use chrono::{NaiveDate, Utc};
use tracing::{info, instrument};

use livelum_core::{CompanyId, Entity, Sequenced};
use livelum_infra::DynSequencedRepository;
use livelum_objectives::{
    NewObjective, Objective, ObjectiveId, ObjectivePatch, ObjectiveSearchCriteria, ObjectiveStatus,
};

use super::{Page, ServiceError, ServiceResult, create_numbered, search_page};

const NOT_FOUND: &str = "Objetivo no encontrado";

#[derive(Debug, Clone, PartialEq)]
pub struct CreateObjective {
    pub title: String,
    pub description: Option<String>,
    pub target_value: f64,
    pub current_value: Option<f64>,
    pub unit: Option<String>,
    pub due_date: Option<NaiveDate>,
    pub company_id: CompanyId,
}

impl CreateObjective {
    fn numbered(&self, number: u32) -> NewObjective {
        NewObjective {
            number,
            title: self.title.clone(),
            description: self.description.clone(),
            target_value: self.target_value,
            current_value: self.current_value,
            unit: self.unit.clone(),
            due_date: self.due_date,
            company_id: self.company_id,
        }
    }
}

#[derive(Clone)]
pub struct ObjectiveService {
    repo: DynSequencedRepository<Objective, ObjectiveSearchCriteria>,
}

impl ObjectiveService {
    pub fn new(repo: DynSequencedRepository<Objective, ObjectiveSearchCriteria>) -> Self {
        Self { repo }
    }

    #[instrument(skip(self, input), fields(company_id = %input.company_id), err)]
    pub async fn create(&self, input: CreateObjective) -> ServiceResult<Objective> {
        let objective = create_numbered(self.repo.as_ref(), input.company_id, |number| {
            Objective::create(input.numbered(number), Utc::now())
        })
        .await?;
        info!(id = %objective.id(), number = objective.number(), "objective created");
        Ok(objective)
    }

    #[instrument(skip(self), fields(id = %id), err)]
    pub async fn get(&self, id: ObjectiveId) -> ServiceResult<Objective> {
        self.repo
            .find_by_id(&id)
            .await?
            .ok_or_else(|| ServiceError::NotFound(NOT_FOUND.into()))
    }

    #[instrument(skip(self), err)]
    pub async fn search(&self, criteria: ObjectiveSearchCriteria) -> ServiceResult<Page<Objective>> {
        search_page(self.repo.as_ref(), &criteria).await
    }

    #[instrument(skip(self, patch), fields(id = %id), err)]
    pub async fn update(&self, id: ObjectiveId, patch: ObjectivePatch) -> ServiceResult<Objective> {
        let mut objective = self.get(id).await?;
        objective.update(patch, Utc::now())?;
        self.repo.save(&objective).await?;
        info!(progress = objective.progress(), "objective updated");
        Ok(objective)
    }

    #[instrument(skip(self), fields(id = %id), err)]
    pub async fn change_status(&self, id: ObjectiveId, status: ObjectiveStatus) -> ServiceResult<Objective> {
        let mut objective = self.get(id).await?;
        objective.set_status(status, Utc::now());
        self.repo.save(&objective).await?;
        info!(status = status.as_str(), "objective status changed");
        Ok(objective)
    }

    #[instrument(skip(self), fields(id = %id), err)]
    pub async fn delete(&self, id: ObjectiveId) -> ServiceResult<()> {
        if !self.repo.delete(&id).await? {
            return Err(ServiceError::NotFound(NOT_FOUND.into()));
        }
        info!("objective deleted");
        Ok(())
    }
}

+++

What you return must match the data line for line.

Exercise answer:
use chrono::{NaiveDate, Utc};
use tracing::{info, instrument};

use livelum_core::{CompanyId, Entity, Sequenced};
use livelum_infra::DynSequencedRepository;
use livelum_objectives::{
    NewObjective, Objective, ObjectiveId, ObjectivePatch, ObjectiveSearchCriteria, ObjectiveStatus,
};

use super::{Page, ServiceError, ServiceResult, create_numbered, search_page};

const NOT_FOUND: &str = "Objetivo no encontrado";

#[derive(Debug, Clone, PartialEq)]
pub struct CreateObjective {
    pub title: String,
    pub description: Option<String>,
    pub target_value: f64,
    pub current_value: Option<f64>,
    pub unit: Option<String>,
    pub due_date: Option<NaiveDate>,
    pub company_id: CompanyId,
}

impl CreateObjective {
    fn numbered(&self, number: u32) -> NewObjective {
        NewObjective {
            number,
            title: self.title.clone(),
            description: self.description.clone(),
            target_value: self.target_value,
            current_value: self.current_value,
            unit: self.unit.clone(),
            due_date: self.due_date,
            company_id: self.company_id,
        }
    }
}

#[derive(Clone)]
pub struct ObjectiveService {
    repo: DynSequencedRepository<Objective, ObjectiveSearchCriteria>,
}

impl ObjectiveService {
    pub fn new(repo: DynSequencedRepository<Objective, ObjectiveSearchCriteria>) -> Self {
        Self { repo }
    }

    #[instrument(skip(self, input), fields(company_id = %input.company_id), err)]
    pub async fn create(&self, input: CreateObjective) -> ServiceResult<Objective> {
        let objective = create_numbered(self.repo.as_ref(), input.company_id, |number| {
            Objective::create(input.numbered(number), Utc::now())
        })
        .await?;
        info!(id = %objective.id(), number = objective.number(), "objective created");
        Ok(objective)
    }

    #[instrument(skip(self), fields(id = %id), err)]
    pub async fn get(&self, id: ObjectiveId) -> ServiceResult<Objective> {
        self.repo
            .find_by_id(&id)
            .await?
            .ok_or_else(|| ServiceError::NotFound(NOT_FOUND.into()))
    }

    #[instrument(skip(self), err)]
    pub async fn search(&self, criteria: ObjectiveSearchCriteria) -> ServiceResult<Page<Objective>> {
        search_page(self.repo.as_ref(), &criteria).await
    }

    #[instrument(skip(self, patch), fields(id = %id), err)]
    pub async fn update(&self, id: ObjectiveId, patch: ObjectivePatch) -> ServiceResult<Objective> {
        let mut objective = self.get(id).await?;
        objective.update(patch, Utc::now())?;
        self.repo.save(&objective).await?;
        info!(progress = objective.progress(), "objective updated");
        Ok(objective)
    }

    #[instrument(skip(self), fields(id = %id), err)]
    pub async fn change_status(&self, id: ObjectiveId, status: ObjectiveStatus) -> ServiceResult<Objective> {
        let mut objective = self.get(id).await?;
        objective.set_status(status, Utc::now());
        self.repo.save(&objective).await?;
        info!(status = status.as_str(), "objective status changed");
        Ok(objective)
    }

    #[instrument(skip(self), fields(id = %id), err)]
    pub async fn delete(&self, id: ObjectiveId) -> ServiceResult<()> {
        if !self.repo.delete(&id).await? {
            return Err(ServiceError::NotFound(NOT_FOUND.into()));
        }
        info!("objective deleted");
        Ok(())
    }
}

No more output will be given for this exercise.